# TASK DESCRIPTION
Which lines of the records below contain the word "enum"? Show each one.

# Collected data entries
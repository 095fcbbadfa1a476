//! Record parsers.
//!
//! A [`Parser`] turns a [`Record`] into a tree of [`Value`]s and picks out the
//! root node mapping rules operate on. Schema-specific parsers are plain
//! [`ParserConfig`] presets (see [`Schema`]); they differ only in their root
//! path and namespace table.

use std::fmt;
use std::str::FromStr;
use std::sync::Arc;

use crate::error::{CrosswalkError, Result};
use crate::record::{ContentType, Record};
use crate::value::{JsonValue, NamespaceTable, Value, ValueArray, XmlTree, XmlValue};

/// OAI-PMH namespace, bound to the `oai` prefix for header lookups.
pub const OAI_NAMESPACE: &str = "http://www.openarchives.org/OAI/2.0/";

/// Path of the OAI-PMH `<header>` element, relative to the document.
const OAI_HEADER_PATH: &str = "//oai:header";

/// How to locate the root of a record.
#[derive(Debug, Clone, PartialEq, Eq)]
pub struct ParserConfig {
    content_type: ContentType,
    root_path: String,
    namespaces: NamespaceTable,
    oai_headers: bool,
}

impl ParserConfig {
    /// XML parser rooted at a path expression.
    #[must_use]
    pub fn xml(root_path: impl Into<String>) -> Self {
        Self {
            content_type: ContentType::Xml,
            root_path: root_path.into(),
            namespaces: NamespaceTable::new(),
            oai_headers: false,
        }
    }

    /// JSON parser rooted at a dotted key path (empty for the whole document).
    #[must_use]
    pub fn json(root_path: impl Into<String>) -> Self {
        Self {
            content_type: ContentType::Json,
            root_path: root_path.into(),
            namespaces: NamespaceTable::new(),
            oai_headers: false,
        }
    }

    /// Replace the root path.
    #[must_use]
    pub fn with_root_path(mut self, root_path: impl Into<String>) -> Self {
        self.root_path = root_path.into();
        self
    }

    /// Bind a namespace prefix, overriding any declaration in the document.
    #[must_use]
    pub fn with_namespace(mut self, prefix: impl Into<String>, uri: impl Into<String>) -> Self {
        self.namespaces.insert(prefix.into(), uri.into());
        self
    }

    /// Opt into OAI-PMH header access (see [`OaiHeaders`]).
    #[must_use]
    pub fn with_oai_headers(mut self) -> Self {
        self.oai_headers = true;
        self
    }

    #[must_use]
    pub fn content_type(&self) -> ContentType {
        self.content_type
    }

    #[must_use]
    pub fn root_path(&self) -> &str {
        &self.root_path
    }

    #[must_use]
    pub fn namespaces(&self) -> &NamespaceTable {
        &self.namespaces
    }

    #[must_use]
    pub fn oai_headers(&self) -> bool {
        self.oai_headers
    }
}

/// Metadata schemas with a preset parser configuration.
#[derive(Debug, Clone, Copy, PartialEq, Eq, Hash)]
pub enum Schema {
    /// Metadata Object Description Schema.
    Mods,
    /// MARC 21 in XML.
    Marcxml,
    /// Simple Dublin Core as wrapped by OAI-PMH.
    OaiDc,
    /// Qualified Dublin Core.
    Qdc,
    /// Ex Libris Primo search results.
    Primo,
    /// Smithsonian EDAN records.
    Smithsonian,
}

impl Schema {
    pub const ALL: [Schema; 6] = [
        Self::Mods,
        Self::Marcxml,
        Self::OaiDc,
        Self::Qdc,
        Self::Primo,
        Self::Smithsonian,
    ];

    /// The preset configuration for this schema.
    ///
    /// # Examples
    /// ```
    /// use crosswalk_core::parser::Schema;
    ///
    /// let config = Schema::Mods.config();
    /// assert_eq!(config.root_path(), "//mods:mods");
    /// assert_eq!(config.namespaces()["mods"], "http://www.loc.gov/mods/v3");
    /// ```
    #[must_use]
    pub fn config(&self) -> ParserConfig {
        match self {
            Self::Mods => ParserConfig::xml("//mods:mods")
                .with_namespace("mods", "http://www.loc.gov/mods/v3"),
            Self::Marcxml => ParserConfig::xml("//marc:record")
                .with_namespace("marc", "http://www.loc.gov/MARC21/slim")
                .with_oai_headers(),
            Self::OaiDc => ParserConfig::xml("//oai_dc:dc")
                .with_namespace("oai_dc", "http://www.openarchives.org/OAI/2.0/oai_dc/")
                .with_namespace("dc", "http://purl.org/dc/elements/1.1/")
                .with_oai_headers(),
            Self::Qdc => ParserConfig::xml("//qdc:qualifieddc")
                .with_namespace("qdc", "http://worldcat.org/xmlschemas/qdc-1.0/")
                .with_namespace("dc", "http://purl.org/dc/elements/1.1/")
                .with_namespace("dcterms", "http://purl.org/dc/terms/"),
            Self::Primo => ParserConfig::xml("//sear:DOC")
                .with_namespace("sear", "http://www.exlibrisgroup.com/xsd/jaguar/search")
                .with_namespace("primo", "http://www.exlibrisgroup.com/xsd/primo/primo_nm_bib"),
            Self::Smithsonian => ParserConfig::xml("//doc").with_oai_headers(),
        }
    }

    #[must_use]
    pub fn as_str(&self) -> &'static str {
        match self {
            Self::Mods => "mods",
            Self::Marcxml => "marcxml",
            Self::OaiDc => "oai_dc",
            Self::Qdc => "qdc",
            Self::Primo => "primo",
            Self::Smithsonian => "smithsonian",
        }
    }
}

impl fmt::Display for Schema {
    fn fmt(&self, f: &mut fmt::Formatter<'_>) -> fmt::Result {
        f.write_str(self.as_str())
    }
}

impl FromStr for Schema {
    type Err = CrosswalkError;

    fn from_str(s: &str) -> Result<Self> {
        Self::ALL
            .into_iter()
            .find(|schema| schema.as_str().eq_ignore_ascii_case(s))
            .ok_or_else(|| CrosswalkError::UnknownSchema(s.to_string()))
    }
}

/// A parsed record with its root resolved.
#[derive(Debug, Clone)]
pub struct Parser {
    record: Record,
    config: ParserConfig,
    document: Value,
    root: Value,
}

impl Parser {
    /// Parse a record and resolve the configured root.
    ///
    /// Fails with [`CrosswalkError::EmptyRootNode`] when the root path matches
    /// nothing.
    pub fn parse(record: &Record, config: &ParserConfig) -> Result<Self> {
        if record.content_type() != config.content_type() {
            return Err(CrosswalkError::ContentType {
                expected: config.content_type().to_string(),
                actual: record.content_type().to_string(),
            });
        }

        let (document, root) = match config.content_type() {
            ContentType::Xml => Self::parse_xml(record, config)?,
            ContentType::Json => Self::parse_json(record, config)?,
        };

        tracing::debug!(
            root_path = config.root_path(),
            local_name = record.local_name(),
            "Parsed record"
        );

        Ok(Self {
            record: record.clone(),
            config: config.clone(),
            document,
            root,
        })
    }

    fn parse_xml(record: &Record, config: &ParserConfig) -> Result<(Value, Value)> {
        let tree = Arc::new(XmlTree::parse(record.content())?);

        let mut namespaces = tree.declared_namespaces().clone();
        namespaces.extend(
            config
                .namespaces()
                .iter()
                .map(|(prefix, uri)| (prefix.clone(), uri.clone())),
        );

        let document = XmlValue::document(tree, Arc::new(namespaces));
        let root_path = match config.root_path().trim() {
            "" => "/*",
            path => path,
        };
        let root = document
            .xpath(root_path)?
            .into_iter()
            .next()
            .ok_or_else(|| CrosswalkError::EmptyRootNode {
                root_path: config.root_path().to_string(),
            })?;

        Ok((Value::Xml(document), root))
    }

    fn parse_json(record: &Record, config: &ParserConfig) -> Result<(Value, Value)> {
        let json: serde_json::Value = serde_json::from_str(record.content())?;
        let document = Value::Json(JsonValue::document(Arc::new(json)));

        let mut current = ValueArray::from(document.clone());
        for segment in config.root_path().split('.').filter(|s| !s.is_empty()) {
            current = current.child(segment)?;
        }

        let root = current
            .into_iter()
            .next()
            .ok_or_else(|| CrosswalkError::EmptyRootNode {
                root_path: config.root_path().to_string(),
            })?;

        Ok((document, root))
    }

    /// The node mapping rules operate against.
    #[must_use]
    pub fn root(&self) -> &Value {
        &self.root
    }

    /// The whole document, above the configured root.
    #[must_use]
    pub fn document(&self) -> &Value {
        &self.document
    }

    #[must_use]
    pub fn record(&self) -> &Record {
        &self.record
    }

    #[must_use]
    pub fn config(&self) -> &ParserConfig {
        &self.config
    }
}

/// Access to the OAI-PMH `<header>` wrapping a harvested record.
///
/// Available to any XML parser whose configuration opted in with
/// [`ParserConfig::with_oai_headers`], independent of the metadata schema.
pub trait OaiHeaders {
    /// The `<header>` element as a one-element array (empty when the record
    /// carries no header).
    fn header(&self) -> Result<ValueArray>;
}

impl OaiHeaders for Parser {
    fn header(&self) -> Result<ValueArray> {
        let Value::Xml(document) = &self.document else {
            return Err(CrosswalkError::UnsupportedOperation(
                "OAI headers require an XML record".to_string(),
            ));
        };
        if !self.config.oai_headers() {
            return Err(CrosswalkError::UnsupportedOperation(
                "parser is not configured for OAI headers".to_string(),
            ));
        }

        Ok(document
            .with_namespace("oai", OAI_NAMESPACE)
            .xpath(OAI_HEADER_PATH)?
            .first_value())
    }
}
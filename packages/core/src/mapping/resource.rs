//! The entity graph a mapping produces.

use std::collections::BTreeMap;
use std::fmt;

use serde::{Serialize, Serializer};

use super::source::Datum;
use crate::date::ExtendedDate;
use crate::value::Navigate;

/// Class of a target entity.
#[derive(Debug, Clone, PartialEq, Eq, Hash)]
pub enum Class {
    Aggregation,
    SourceResource,
    WebResource,
    Agent,
    Concept,
    Place,
    TimeSpan,
    Collection,
    Other(String),
}

impl Class {
    #[must_use]
    pub fn as_str(&self) -> &str {
        match self {
            Self::Aggregation => "ore:Aggregation",
            Self::SourceResource => "dpla:SourceResource",
            Self::WebResource => "edm:WebResource",
            Self::Agent => "edm:Agent",
            Self::Concept => "skos:Concept",
            Self::Place => "edm:Place",
            Self::TimeSpan => "edm:TimeSpan",
            Self::Collection => "dcmitype:Collection",
            Self::Other(name) => name,
        }
    }
}

impl fmt::Display for Class {
    fn fmt(&self, f: &mut fmt::Formatter<'_>) -> fmt::Result {
        f.write_str(self.as_str())
    }
}

impl Serialize for Class {
    fn serialize<S: Serializer>(&self, serializer: S) -> Result<S::Ok, S::Error> {
        serializer.serialize_str(self.as_str())
    }
}

/// A stored property value.
#[derive(Debug, Clone, PartialEq, Serialize)]
#[serde(rename_all = "snake_case")]
pub enum Term {
    Literal(String),
    Uri(String),
    Date(ExtendedDate),
    Resource(Resource),
}

impl Term {
    /// Text of a literal or URI term.
    #[must_use]
    pub fn as_text(&self) -> Option<&str> {
        match self {
            Self::Literal(text) | Self::Uri(text) => Some(text),
            _ => None,
        }
    }
}

impl From<Datum> for Term {
    fn from(datum: Datum) -> Self {
        match datum {
            Datum::Text(text) => Self::Literal(text),
            Datum::Uri(uri) => Self::Uri(uri),
            Datum::Date(date) => Self::Date(date),
            Datum::Node(node) => Self::Literal(node.value()),
            Datum::Resource(resource) => Self::Resource(*resource),
        }
    }
}

/// A typed entity with an optional subject URI and multi-valued properties.
#[derive(Debug, Clone, PartialEq, Serialize)]
pub struct Resource {
    class: Class,
    #[serde(skip_serializing_if = "Option::is_none")]
    subject: Option<String>,
    properties: BTreeMap<String, Vec<Term>>,
}

impl Resource {
    #[must_use]
    pub fn new(class: Class) -> Self {
        Self {
            class,
            subject: None,
            properties: BTreeMap::new(),
        }
    }

    #[must_use]
    pub fn class(&self) -> &Class {
        &self.class
    }

    #[must_use]
    pub fn subject(&self) -> Option<&str> {
        self.subject.as_deref()
    }

    pub fn set_subject(&mut self, uri: impl Into<String>) {
        self.subject = Some(uri.into());
    }

    /// Replace a property's values. An empty list clears it.
    pub fn set_property(&mut self, name: &str, values: Vec<Datum>) {
        let terms: Vec<Term> = values.into_iter().map(Term::from).collect();
        if terms.is_empty() {
            self.properties.remove(name);
        } else {
            self.properties.insert(name.to_string(), terms);
        }
    }

    /// Add one value to a property.
    pub fn append(&mut self, name: &str, term: Term) {
        self.properties
            .entry(name.to_string())
            .or_default()
            .push(term);
    }

    #[must_use]
    pub fn property(&self, name: &str) -> &[Term] {
        self.properties.get(name).map_or(&[], Vec::as_slice)
    }

    /// Literal and URI values of a property.
    #[must_use]
    pub fn texts(&self, name: &str) -> Vec<&str> {
        self.property(name).iter().filter_map(Term::as_text).collect()
    }

    #[must_use]
    pub fn dates(&self, name: &str) -> Vec<&ExtendedDate> {
        self.property(name)
            .iter()
            .filter_map(|term| match term {
                Term::Date(date) => Some(date),
                _ => None,
            })
            .collect()
    }

    /// Nested resources held by a property.
    #[must_use]
    pub fn children(&self, name: &str) -> Vec<&Resource> {
        self.property(name)
            .iter()
            .filter_map(|term| match term {
                Term::Resource(resource) => Some(resource),
                _ => None,
            })
            .collect()
    }

    /// Names of the properties that hold at least one value.
    pub fn property_names(&self) -> impl Iterator<Item = &str> {
        self.properties.keys().map(String::as_str)
    }
}

#[cfg(test)]
mod tests {
    use super::*;
    use pretty_assertions::assert_eq;

    #[test]
    fn test_set_property_replaces_and_clears() {
        let mut resource = Resource::new(Class::Agent);
        resource.set_property("name", vec![Datum::from("Tove")]);
        resource.set_property("name", vec![Datum::from("Lars")]);
        assert_eq!(resource.texts("name"), vec!["Lars"]);

        resource.set_property("name", Vec::new());
        assert!(resource.property("name").is_empty());
        assert_eq!(resource.property_names().count(), 0);
    }

    #[test]
    fn test_serializes_to_json() {
        let mut agent = Resource::new(Class::Agent);
        agent.set_property("name", vec![Datum::from("Tove Jansson")]);
        let mut resource = Resource::new(Class::SourceResource);
        resource.set_subject("http://example.org/1");
        resource.append("creator", Term::Resource(agent));

        let json = serde_json::to_value(&resource).unwrap();
        assert_eq!(
            json,
            serde_json::json!({
                "class": "dpla:SourceResource",
                "subject": "http://example.org/1",
                "properties": {
                    "creator": [{"resource": {
                        "class": "edm:Agent",
                        "properties": {"name": [{"literal": "Tove Jansson"}]}
                    }}]
                }
            })
        );
    }

    #[test]
    fn test_custom_class_name() {
        assert_eq!(Class::Other("ex:Thing".to_string()).to_string(), "ex:Thing");
    }
}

# YOUR SOLUTION
pub enum Schema {
pub enum Class {
pub enum Term {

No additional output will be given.